Ces crédits sont dispensés par deux opérateurs de formation à travers une codiplômation impliquant les hautes écoles et les universités dans le cadre de consortiums. Les futur·es enseignant·es qui se destinent à l’enseignement secondaire supérieur4 réaliseront à partir de septembre 2025, dans une formule impliquant également une codiplômation, soit un master en enseignement de 120 crédits (deux années) consécutif à un bachelier universitaire disciplinaire, soit un master en enseignement de 60 crédits (une année) consécutif à une formation disciplinaire de niveau master.

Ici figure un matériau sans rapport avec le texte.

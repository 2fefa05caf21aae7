use chrono::{DateTime, Utc};
use tracing::{debug, info};

use crate::api::{OpenSeaClient, window_floor};
use crate::config::BotConfig;
use crate::error::Result;
use crate::filter::{AllowList, display_name};
use crate::message::build_message;
use crate::publisher::{ChatConnector, publish};
use crate::types::{DisplayMessage, RunOutcome, SaleEvent};

/// Keep the sales whose name passes the allow-list and build their messages.
///
/// Order is preserved (oldest first). Bundle sales, which have no single
/// asset, are skipped.
pub fn select_messages(sales: &[SaleEvent], allow: &AllowList) -> Result<Vec<DisplayMessage>> {
    let mut messages = Vec::new();
    for sale in sales {
        let Some(asset) = &sale.asset else {
            debug!("Skipping sale without a single asset");
            continue;
        };
        let name = display_name(asset.name.as_deref());
        if !allow.accepts(name) {
            debug!("Skipping \"{name}\": not in allow-list");
            continue;
        }
        messages.push(build_message(sale)?);
    }
    Ok(messages)
}

/// One full pass: fetch, filter, build, publish.
///
/// The chat connector is only used when at least one sale qualifies, so a
/// quiet window makes no chat calls at all. Delivery failures are collected
/// across every channel before the run is failed.
pub async fn run<C>(
    config: &BotConfig,
    opensea: &OpenSeaClient,
    allow: &AllowList,
    connector: &C,
    now: DateTime<Utc>,
) -> Result<RunOutcome>
where
    C: ChatConnector,
{
    let floor = window_floor(now, config.lookback_secs);
    info!(
        "Fetching sales for {} since {floor} (lookback {}s)",
        config.collection_slug, config.lookback_secs
    );
    let sales = opensea.fetch_sales(&config.collection_slug, floor).await?;

    debug!("Filtering against {} allow-listed name(s)", allow.len());
    let messages = select_messages(&sales, allow)?;
    if messages.is_empty() {
        debug!("No qualifying sales among {} fetched event(s)", sales.len());
        return Ok(RunOutcome::NoRecentSales);
    }
    info!(
        "{} of {} sale(s) match, posting to {} channel(s)",
        messages.len(),
        sales.len(),
        config.channels.len()
    );

    let client = connector.connect().await?;
    let report = publish(
        &client,
        &config.channels,
        &messages,
        config.max_concurrent_deliveries,
    )
    .await;
    let deliveries = report.into_result()?;

    Ok(RunOutcome::Published {
        sales: messages.len(),
        deliveries,
    })
}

La réforme se donne aussi pour objectif de réduire l’étanchéité à l’origine d’une rupture pédagogique entre les niveaux d’enseignement maternel, primaire, secondaire inférieur et secondaire supérieur, au profit du principe de «tuilage». Ce dernier est une extension de l’empan d’années du parcours scolaire des élèves pour lesquelles la formation initiale prépare l’enseignant·e à professer et il lui offre la possibilité d’exercer au sein d’années jouxtant plusieurs niveaux5 . Dans ce contexte, les appellations des cursus d’études évoluent, l’ensemble des futur·es enseignant·es devenant titulaires d’un master en enseignement, auquel est adossé l’intitulé de «section» informant du niveau scolaire auquel il les prépare6 .
Un constat alarmant
La mise en œuvre de la réforme au sein des sections 1, 2 et 3 s’est accompagnée d’une baisse significative des inscriptions à l’entrée de ces cursus d’études, qui conduit à questionner son impact sur une possible aggravation de la pénurie observée depuis plusieurs décennies au sein d’un nombre croissant de fonctions enseignantes. Pour l’année académique 2023-2024, les données statistiques produites par l’Académie de recherche et d’enseignement supérieur (ARES-COCOFIE, 2024) présentent en effet une chute des inscriptions de l’ordre de 15,7% sur l’ensemble du territoire de la Fédération Wallonie-Bruxelles (FWB). Ainsi, le pourcentage de nouvelles inscriptions est passé de 5.146 étudiant·es à la rentrée académique 2022-2023 à 4.340 un an plus tard.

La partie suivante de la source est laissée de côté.